Monday, 16 January 2012

The Fault in Our Stars review

The Fault in Our Stars
John Green
January 10th 2012
Dutton


Diagnosed with Stage IV thyroid cancer at 12, Hazel was prepared to die until, at 14, a medical miracle shrunk the tumours in her lungs... for now. 

Two years post-miracle, sixteen-year-old Hazel is post-everything else, too; post-high school, post-friends and post-normalcy. And even though she could live for a long time (whatever that means), Hazel lives tethered to an oxygen tank, the tumours tenuously kept at bay with a constant chemical assault. 
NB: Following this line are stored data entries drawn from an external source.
//! student-wallet - Student Wallet Backend API
//!
//! Students hold a prepaid wallet they recharge through external payment
//! providers and spend on lectures. Every balance change appends a ledger
//! entry, and every domain event leaves through a transactional outbox.

use std::net::SocketAddr;
use std::sync::Arc;
use std::time::Duration;

use axum::Router;
use sqlx::postgres::PgPoolOptions;
use tower_http::cors::CorsLayer;
use tower_http::trace::TraceLayer;
use tracing_subscriber::{layer::SubscriberExt, util::SubscriberInitExt};

use student_wallet::api::{self, AppState};
use student_wallet::gateway::PaymentGatewayRegistry;
use student_wallet::jobs::{OutboxRelay, OutboxRelayConfig};
use student_wallet::messaging::{InMemoryBroker, IntegrationConsumer, INBOUND_BINDINGS};
use student_wallet::{db, Config};

/// Initialize tracing/logging
fn init_tracing() {
    tracing_subscriber::registry()
        .with(
            tracing_subscriber::EnvFilter::try_from_default_env()
                .unwrap_or_else(|_| "student_wallet=debug,tower_http=debug".into()),
        )
        .with(tracing_subscriber::fmt::layer())
        .init();
}

/// Build the application router
fn build_router(state: AppState) -> Router {
    let api_router = api::create_router();

    Router::new()
        // Health check
        .route("/health", axum::routing::get(health_check))
        .nest("/api/v1", api_router)
        .layer(TraceLayer::new_for_http())
        .layer(CorsLayer::permissive())
        .with_state(state)
}

/// Health check endpoint
async fn health_check() -> &'static str {
    "OK"
}

#[tokio::main]
async fn main() -> anyhow::Result<()> {
    // Load environment variables
    dotenvy::dotenv().ok();

    // Initialize tracing
    init_tracing();

    // Load configuration
    let config = Config::from_env()?;
    let addr: SocketAddr = format!("{}:{}", config.host, config.port).parse()?;

    tracing::info!("Starting student-wallet server");
    tracing::info!("Connecting to database...");

    // Create database pool
    let pool = PgPoolOptions::new()
        .max_connections(config.database_max_connections)
        .connect(&config.database_url)
        .await?;

    // Verify database schema
    if !db::check_schema(&pool).await? {
        tracing::error!("Database schema is not complete. Please run migrations.");
        return Err(anyhow::anyhow!("Database schema incomplete"));
    }

    tracing::info!("Database connected successfully");

    // Messaging fabric: the outbox relay publishes through the broker and
    // the consumer reads from the inbound bindings
    let broker = Arc::new(InMemoryBroker::new());

    let inbound = broker.subscribe(INBOUND_BINDINGS).await;
    let consumer = IntegrationConsumer::new(
        pool.clone(),
        broker.clone(),
        config.default_currency.clone(),
    );
    let consumer_task = consumer.start(inbound);

    let relay = OutboxRelay::with_config(
        pool.clone(),
        broker.clone(),
        OutboxRelayConfig {
            poll_interval: Duration::from_secs(config.outbox_poll_interval_secs),
            batch_size: config.outbox_batch_size,
        },
    );
    let relay_task = relay.start();

    // Build router and start server
    let state = AppState {
        pool: pool.clone(),
        gateways: Arc::new(PaymentGatewayRegistry::standard(&config)),
        default_currency: config.default_currency.clone(),
    };
    let app = build_router(state);

    tracing::info!("Listening on http://{}", addr);

    let listener = tokio::net::TcpListener::bind(addr).await?;

    axum::serve(listener, app)
        .with_graceful_shutdown(shutdown_signal())
        .await?;

    // Cleanup
    tracing::info!("Server shutting down...");
    relay_task.abort();
    consumer_task.abort();
    pool.close().await;
    tracing::info!("Database connections closed. Goodbye!");

    Ok(())
}

/// Shutdown signal handler for graceful shutdown
async fn shutdown_signal() {
    let ctrl_c = async {
        tokio::signal::ctrl_c()
            .await
            .expect("Failed to install Ctrl+C handler");
    };

    #[cfg(unix)]
    let terminate = async {
        tokio::signal::unix::signal(tokio::signal::unix::SignalKind::terminate())
            .expect("Failed to install signal handler")
            .recv()
            .await;
    };

    #[cfg(not(unix))]
    let terminate = std::future::pending::<()>();

    tokio::select! {
        _ = ctrl_c => {
            tracing::info!("Received Ctrl+C, initiating graceful shutdown...");
        },
        _ = terminate => {
            tracing::info!("Received SIGTERM, initiating graceful shutdown...");
        },
    }
}
//! Wallet store
//!
//! Row persistence for wallets and their ledger entries. Wallet writes
//! always happen under a transaction holding the wallet's row lock, so
//! concurrent debits serialize at the database.

use chrono::{DateTime, Utc};
use rust_decimal::Decimal;
use sqlx::{PgPool, Postgres, Transaction};
use uuid::Uuid;

use crate::aggregate::{
    Aggregate, TransactionSource, TransactionType, Wallet, WalletLedgerEntry,
};
use crate::domain::Money;
use crate::error::{AppError, AppResult};

type WalletRow = (
    Uuid,
    Uuid,
    Decimal,
    String,
    bool,
    DateTime<Utc>,
    DateTime<Utc>,
);

type LedgerRow = (
    Uuid,
    Uuid,
    Decimal,
    String,
    String,
    String,
    Uuid,
    DateTime<Utc>,
);

const WALLET_COLUMNS: &str = "id, student_id, balance, currency, is_active, created_at, updated_at";

fn wallet_from_row(row: WalletRow) -> AppResult<Wallet> {
    let (id, student_id, balance, currency, is_active, created_at, updated_at) = row;
    let balance = Money::new(balance, currency.trim())
        .map_err(|e| AppError::Internal(format!("wallet row {id} holds invalid money: {e}")))?;
    Ok(Wallet::from_db_state(
        id, student_id, balance, is_active, created_at, updated_at,
    ))
}

fn ledger_entry_from_row(row: LedgerRow) -> AppResult<WalletLedgerEntry> {
    let (id, wallet_id, amount, currency, entry_type, source, reference_id, created_at) = row;
    let amount = Money::new(amount, currency.trim())
        .map_err(|e| AppError::Internal(format!("ledger row {id} holds invalid money: {e}")))?;
    let entry_type: TransactionType = entry_type
        .parse()
        .map_err(|_| AppError::Internal(format!("ledger row {id} has unknown entry type")))?;
    let source: TransactionSource = source
        .parse()
        .map_err(|_| AppError::Internal(format!("ledger row {id} has unknown source")))?;
    Ok(WalletLedgerEntry::from_db_state(
        id, wallet_id, amount, entry_type, source, reference_id, created_at,
    ))
}

/// Wallet persistence
#[derive(Debug, Clone)]
pub struct WalletStore {
    pool: PgPool,
}

impl WalletStore {
    pub fn new(pool: PgPool) -> Self {
        Self { pool }
    }

    // =========================================================================
    // Reads
    // =========================================================================

    /// Load a wallet by id
    pub async fn get(&self, wallet_id: Uuid) -> AppResult<Option<Wallet>> {
        let row: Option<WalletRow> = sqlx::query_as(&format!(
            "SELECT {WALLET_COLUMNS} FROM wallets WHERE id = $1"
        ))
        .bind(wallet_id)
        .fetch_optional(&self.pool)
        .await?;

        row.map(wallet_from_row).transpose()
    }

    /// Load the wallet owned by a student
    pub async fn get_by_student(&self, student_id: Uuid) -> AppResult<Option<Wallet>> {
        let row: Option<WalletRow> = sqlx::query_as(&format!(
            "SELECT {WALLET_COLUMNS} FROM wallets WHERE student_id = $1"
        ))
        .bind(student_id)
        .fetch_optional(&self.pool)
        .await?;

        row.map(wallet_from_row).transpose()
    }

    /// Check whether a student already has a wallet
    pub async fn exists_for_student(&self, student_id: Uuid) -> AppResult<bool> {
        let exists: bool =
            sqlx::query_scalar("SELECT EXISTS (SELECT 1 FROM wallets WHERE student_id = $1)")
                .bind(student_id)
                .fetch_one(&self.pool)
                .await?;
        Ok(exists)
    }

    /// Page through all wallets, newest first
    pub async fn list_page(&self, limit: i64, offset: i64) -> AppResult<Vec<Wallet>> {
        let rows: Vec<WalletRow> = sqlx::query_as(&format!(
            "SELECT {WALLET_COLUMNS} FROM wallets ORDER BY created_at DESC LIMIT $1 OFFSET $2"
        ))
        .bind(limit)
        .bind(offset)
        .fetch_all(&self.pool)
        .await?;

        rows.into_iter().map(wallet_from_row).collect()
    }

    pub async fn count(&self) -> AppResult<i64> {
        let count: i64 = sqlx::query_scalar("SELECT COUNT(*) FROM wallets")
            .fetch_one(&self.pool)
            .await?;
        Ok(count)
    }

    /// Page through a wallet's ledger, newest first
    pub async fn ledger_page(
        &self,
        wallet_id: Uuid,
        limit: i64,
        offset: i64,
    ) -> AppResult<Vec<WalletLedgerEntry>> {
        let rows: Vec<LedgerRow> = sqlx::query_as(
            r#"
            SELECT id, wallet_id, amount, currency, entry_type, source, reference_id, created_at
            FROM wallet_ledger_entries
            WHERE wallet_id = $1
            ORDER BY created_at DESC
            LIMIT $2 OFFSET $3
            "#,
        )
        .bind(wallet_id)
        .bind(limit)
        .bind(offset)
        .fetch_all(&self.pool)
        .await?;

        rows.into_iter().map(ledger_entry_from_row).collect()
    }

    // =========================================================================
    // Transactional writes
    // =========================================================================

    /// Insert a freshly created wallet
    pub async fn insert(
        &self,
        tx: &mut Transaction<'_, Postgres>,
        wallet: &Wallet,
    ) -> AppResult<()> {
        sqlx::query(
            r#"
            INSERT INTO wallets (id, student_id, balance, currency, is_active, created_at, updated_at)
            VALUES ($1, $2, $3, $4, $5, $6, $7)
            "#,
        )
        .bind(wallet.id())
        .bind(wallet.student_id())
        .bind(wallet.balance().amount())
        .bind(wallet.currency())
        .bind(wallet.is_active())
        .bind(wallet.created_at())
        .bind(wallet.updated_at())
        .execute(&mut **tx)
        .await?;

        Ok(())
    }

    /// Load a wallet and take its row lock; concurrent writers queue here
    pub async fn lock(
        &self,
        tx: &mut Transaction<'_, Postgres>,
        wallet_id: Uuid,
    ) -> AppResult<Option<Wallet>> {
        let row: Option<WalletRow> = sqlx::query_as(&format!(
            "SELECT {WALLET_COLUMNS} FROM wallets WHERE id = $1 FOR UPDATE"
        ))
        .bind(wallet_id)
        .fetch_optional(&mut **tx)
        .await?;

        row.map(wallet_from_row).transpose()
    }

    /// Persist a balance change made by the aggregate
    pub async fn update_balance(
        &self,
        tx: &mut Transaction<'_, Postgres>,
        wallet: &Wallet,
    ) -> AppResult<()> {
        sqlx::query("UPDATE wallets SET balance = $2, updated_at = $3 WHERE id = $1")
            .bind(wallet.id())
            .bind(wallet.balance().amount())
            .bind(wallet.updated_at())
            .execute(&mut **tx)
            .await?;

        Ok(())
    }

    /// Persist an activation toggle
    pub async fn update_status(
        &self,
        tx: &mut Transaction<'_, Postgres>,
        wallet: &Wallet,
    ) -> AppResult<()> {
        sqlx::query("UPDATE wallets SET is_active = $2, updated_at = $3 WHERE id = $1")
            .bind(wallet.id())
            .bind(wallet.is_active())
            .bind(wallet.updated_at())
            .execute(&mut **tx)
            .await?;

        Ok(())
    }

    /// Append one immutable ledger entry
    pub async fn append_ledger_entry(
        &self,
        tx: &mut Transaction<'_, Postgres>,
        entry: &WalletLedgerEntry,
    ) -> AppResult<()> {
        sqlx::query(
            r#"
            INSERT INTO wallet_ledger_entries
                (id, wallet_id, amount, currency, entry_type, source, reference_id, created_at)
            VALUES ($1, $2, $3, $4, $5, $6, $7, $8)
            "#,
        )
        .bind(entry.id())
        .bind(entry.wallet_id())
        .bind(entry.amount().amount())
        .bind(entry.amount().currency())
        .bind(entry.entry_type().as_str())
        .bind(entry.source().as_str())
        .bind(entry.reference_id())
        .bind(entry.created_at())
        .execute(&mut **tx)
        .await?;

        Ok(())
    }
}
Enter Augustus Waters. A match made at cancer kid support group, Augustus is gorgeous, in remission, and shockingly to her, interested in Hazel. Being with Augustus is both an unexpected destination and a long-needed journey, pushing Hazel to re-examine how sickness and health, life and death, will define her and the legacy that everyone leaves behind.



I kind of really don't know how to write this review. I mean, I kind of don't want to because whatever I have to say about this book, everyone else has said, and I don't know if I can sum up my feelings in a way that will do this book justice. Because I don't think that anything but the book can do it justice. Though I'm going to give it a ruddy good try!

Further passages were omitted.